It’s Freecycle June: 1 thing every day.

Getting rid of one thing for every day in June 2010

On impulse, I decided this morning that in the month of June, I am going to freecycle one item for every single day.  Yes, I will get rid of thirty things or groupings of things that I don’t use, but which could serve someone else just fine.

For those who don’t know about freecycle, it facilitates exchanges of stuff for free.  I first started jumping around about it last November, and in that time have sent away an unused rodent cage, excess Christmas ornaments, books I didn’t care to shelve.  I’ve been a little less enchanted recently with the volume of emails I get every day, especially when people don’t follow the posting conventions (naturally they don’t, naturally that bugs), BUT am feeling re-energized by this little task I’ve set myself, which accomplishes something I really want to do: streamline, clear clutter, clean out crap gathering dust.

None of it is really crap at all.  Just unwanted. By me.

For a start, I posted 5 things that I pulled from the linen closet.  There’s more in there, but I’m trying not to go too utterly insane, knowing that I have to sustain this for another 25 days.
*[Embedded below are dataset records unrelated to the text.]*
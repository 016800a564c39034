//! Graphlet sampling kernel.
//!
//! From each graph we sample n_samples sets of k vertices (fewer if the graph has less than k vertices)
//! and record the isomorphism class of the induced subgraph (the graphlet).
//! The feature of a graph is the frequency vector of graphlet classes, the kernel is the dot product.
//!
//! The isomorphism class is the smallest adjacency code over all vertex permutations,
//! so k is limited to [MAX_GRAPHLET_SIZE].
//!
//! Sampling is done each time features are extracted: fit_transform(X) samples X once while
//! fit(X) followed by transform(X) samples X twice, so the two matrices differ in general.
//! The kernel owns its generator, seeded by random_state if given.

use rand::seq::index::sample;
use rand_xoshiro::Xoshiro256PlusPlus;
use serde::{Deserialize, Serialize};

use super::{histogram_dot, make_rng, BaseKernel, Histogram, PairwiseKernel, Stage};
use crate::error::{GraphKernelError, Result};
use crate::graph::Graph;

/// permutations are enumerated, so graphlets stay small
pub const MAX_GRAPHLET_SIZE: usize = 6;

#[derive(Clone, Debug, Serialize, Deserialize)]
#[serde(default, deny_unknown_fields)]
pub struct GraphletSamplingParams {
    /// graphlet size
    pub k: usize,
    /// number of graphlets sampled per graph
    pub n_samples: usize,
    pub random_state: Option<u64>,
    pub n_jobs: Option<i32>,
}

impl Default for GraphletSamplingParams {
    fn default() -> Self {
        GraphletSamplingParams {
            k: 3,
            n_samples: 50,
            random_state: None,
            n_jobs: None,
        }
    }
}

impl GraphletSamplingParams {
    pub fn check(&self) -> Result<()> {
        if self.k == 0 || self.k > MAX_GRAPHLET_SIZE {
            return Err(GraphKernelError::InvalidParameter {
                kernel: "graphlet_sampling".to_string(),
                reason: format!("k must be in 1..={}, got {}", MAX_GRAPHLET_SIZE, self.k),
            });
        }
        if self.n_samples == 0 {
            return Err(GraphKernelError::InvalidParameter {
                kernel: "graphlet_sampling".to_string(),
                reason: "n_samples must be positive".to_string(),
            });
        }
        Ok(())
    }
} // end of impl GraphletSamplingParams

/// (graphlet size, canonical adjacency code)
type GraphletClass = (usize, u64);

pub struct GraphletSampling {
    k: usize,
    n_samples: usize,
    rng: Xoshiro256PlusPlus,
    /// permutations\[s\] : all permutations of 0..s
    permutations: Vec<Vec<Vec<usize>>>,
}

impl GraphletSampling {
    pub fn new(params: &GraphletSamplingParams) -> Result<Self> {
        params.check()?;
        let permutations = (0..=params.k).map(all_permutations).collect();
        Ok(GraphletSampling {
            k: params.k,
            n_samples: params.n_samples,
            rng: make_rng(params.random_state),
            permutations,
        })
    }

    pub fn kernel(params: &GraphletSamplingParams, n_jobs: Option<usize>) -> Result<PairwiseKernel<GraphletSampling>> {
        Ok(PairwiseKernel::new(GraphletSampling::new(params)?, n_jobs))
    }

    // smallest code of the induced subgraph on vertices, over all orderings of vertices
    fn canonical_code(&self, adjacency: &[Vec<bool>]) -> u64 {
        let s = adjacency.len();
        self.permutations[s]
            .iter()
            .map(|perm| {
                let mut code = 0u64;
                for i in 0..s {
                    for j in 0..s {
                        if adjacency[perm[i]][perm[j]] {
                            code |= 1u64 << (i * s + j);
                        }
                    }
                }
                code
            })
            .min()
            .unwrap_or(0)
    } // end of canonical_code

    fn sample_graph(&mut self, graph: &Graph) -> Histogram<GraphletClass> {
        let mut frequencies = Histogram::<GraphletClass>::default();
        let n = graph.nv();
        if n == 0 {
            return frequencies;
        }
        let size = self.k.min(n);
        let adj = graph.get_adjacency_matrix();
        let increment = 1. / self.n_samples as f64;
        for _ in 0..self.n_samples {
            let vertices = sample(&mut self.rng, n, size).into_vec();
            let induced: Vec<Vec<bool>> = vertices
                .iter()
                .map(|i| vertices.iter().map(|j| adj[[*i, *j]] != 0.).collect())
                .collect();
            let class = (size, self.canonical_code(&induced));
            *frequencies.entry(class).or_insert(0.) += increment;
        }
        frequencies
    } // end of sample_graph
} // end of impl GraphletSampling

fn all_permutations(s: usize) -> Vec<Vec<usize>> {
    let mut result = Vec::<Vec<usize>>::new();
    let mut current: Vec<usize> = (0..s).collect();
    permute(&mut current, 0, &mut result);
    result
}

fn permute(current: &mut Vec<usize>, first: usize, result: &mut Vec<Vec<usize>>) {
    if first + 1 >= current.len() {
        result.push(current.clone());
        return;
    }
    for i in first..current.len() {
        current.swap(first, i);
        permute(current, first + 1, result);
        current.swap(first, i);
    }
}

impl BaseKernel for GraphletSampling {
    type Features = Histogram<GraphletClass>;

    fn name(&self) -> &str {
        "graphlet_sampling"
    }

    fn extract(&mut self, graphs: &[Graph], stage: Stage) -> Result<Vec<Histogram<GraphletClass>>> {
        log::debug!("graphlet sampling, {:?} stage, {} graphs", stage, graphs.len());
        Ok(graphs.iter().map(|g| self.sample_graph(g)).collect())
    }

    fn pairwise(&self, x: &Histogram<GraphletClass>, y: &Histogram<GraphletClass>) -> Result<f64> {
        Ok(histogram_dot(x, y))
    }

    fn supports_parallel(&self) -> bool {
        false
    }
} // end of impl BaseKernel for GraphletSampling

#[cfg(test)]
mod tests {
    use super::*;
    use crate::graph::GraphInput;
    use crate::kernels::Kernel;

    fn log_init_test() {
        let _ = env_logger::builder().is_test(true).try_init();
    }

    fn some_graphs() -> Vec<Graph> {
        vec![
            Graph::try_from(GraphInput::edges([(0, 1), (1, 2), (2, 3), (3, 0), (0, 2)])).unwrap(),
            Graph::try_from(GraphInput::edges([(0, 1), (1, 2), (2, 3), (3, 4)])).unwrap(),
            Graph::try_from(GraphInput::edges([(0, 1)])).unwrap(),
        ]
    }

    #[test]
    fn permutations_count() {
        assert_eq!(all_permutations(0).len(), 1);
        assert_eq!(all_permutations(3).len(), 6);
        assert_eq!(all_permutations(4).len(), 24);
    }

    #[test]
    fn isomorphic_graphlets_share_code() {
        let kernel = GraphletSampling::new(&GraphletSamplingParams::default()).unwrap();
        // path a->b->c given in 2 vertex orders
        let p1 = vec![vec![false, true, false], vec![false, false, true], vec![false, false, false]];
        let p2 = vec![vec![false, false, false], vec![true, false, false], vec![false, true, false]];
        assert_eq!(kernel.canonical_code(&p1), kernel.canonical_code(&p2));
        let triangle = vec![vec![false, true, true], vec![true, false, true], vec![true, true, false]];
        assert_ne!(kernel.canonical_code(&p1), kernel.canonical_code(&triangle));
    }

    #[test]
    fn seeded_reproducibility() {
        log_init_test();
        //
        let params = GraphletSamplingParams {
            n_samples: 5,
            random_state: Some(42),
            ..Default::default()
        };
        let graphs = some_graphs();
        let mut k1 = GraphletSampling::kernel(&params, None).unwrap();
        let mut k2 = GraphletSampling::kernel(&params, None).unwrap();
        assert_eq!(k1.fit_transform(&graphs).unwrap(), k2.fit_transform(&graphs).unwrap());
        assert_eq!(k1.transform(&graphs).unwrap(), k2.transform(&graphs).unwrap());
    }

    #[test]
    fn small_graph_frequencies_sum_to_one() {
        let params = GraphletSamplingParams {
            random_state: Some(1),
            ..Default::default()
        };
        let mut kernel = GraphletSampling::new(&params).unwrap();
        let graphs = some_graphs();
        let features = kernel.extract(&graphs, Stage::Fit).unwrap();
        for f in &features {
            let total: f64 = f.values().sum();
            assert!((total - 1.).abs() < 1.0e-10);
        }
        // graph with 2 vertices : only graphlets of size 2
        assert!(features[2].keys().all(|(size, _)| *size == 2));
        assert!(GraphletSampling::new(&GraphletSamplingParams {
            k: 9,
            ..Default::default()
        })
        .is_err());
    }
}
  1. two hall runners, perfectly serviceable, but that I just am not crazy about.  They’ve lived in the closet for over a year, probably 5, who knows;
  2. misc. bag of cleaning supplies, including carpet cleaner (can’t even remember when or why i bought this);
  3. two book lights;
  4. a bottle of Pantene shampoo that wound up in our shopping bag after a visit to Long’s Drugs (RIP), paid for and probably sorely-missed by the man ahead of us in line;
  5. marbles and “gems” for floral arrangements (who WAS the person who bought that crap), and some floral foam.

Within twenty minutes of my posts, 4 of the 5 items are spoken for.  I love it that I actually know one of the people coming by for driveway pick-up – such a tiny world we live in.

It is amazing how much stuff accumulates in a life, and how when you have space to tuck it away, you can just forget about it.  I never really can forget it’s there though, and feel its presence even when I can close the door on it and walk away.  So great that there’s a way I can pass useful but unwanted items on, putting them up for adoption by a self-selected new loving family.  I will probably never have a garage sale again.  I’d so much rather give it to someone who actually wants it, than stand around trying to hawk miscellany for pennies on the dollar anyway, steadily building a head of steam as people haggle me down from $1 to 25 cents.

Thanks to Sally, Judy, Fran and Elizabeth for taking this stuff off my hands. Thanks for freecycling!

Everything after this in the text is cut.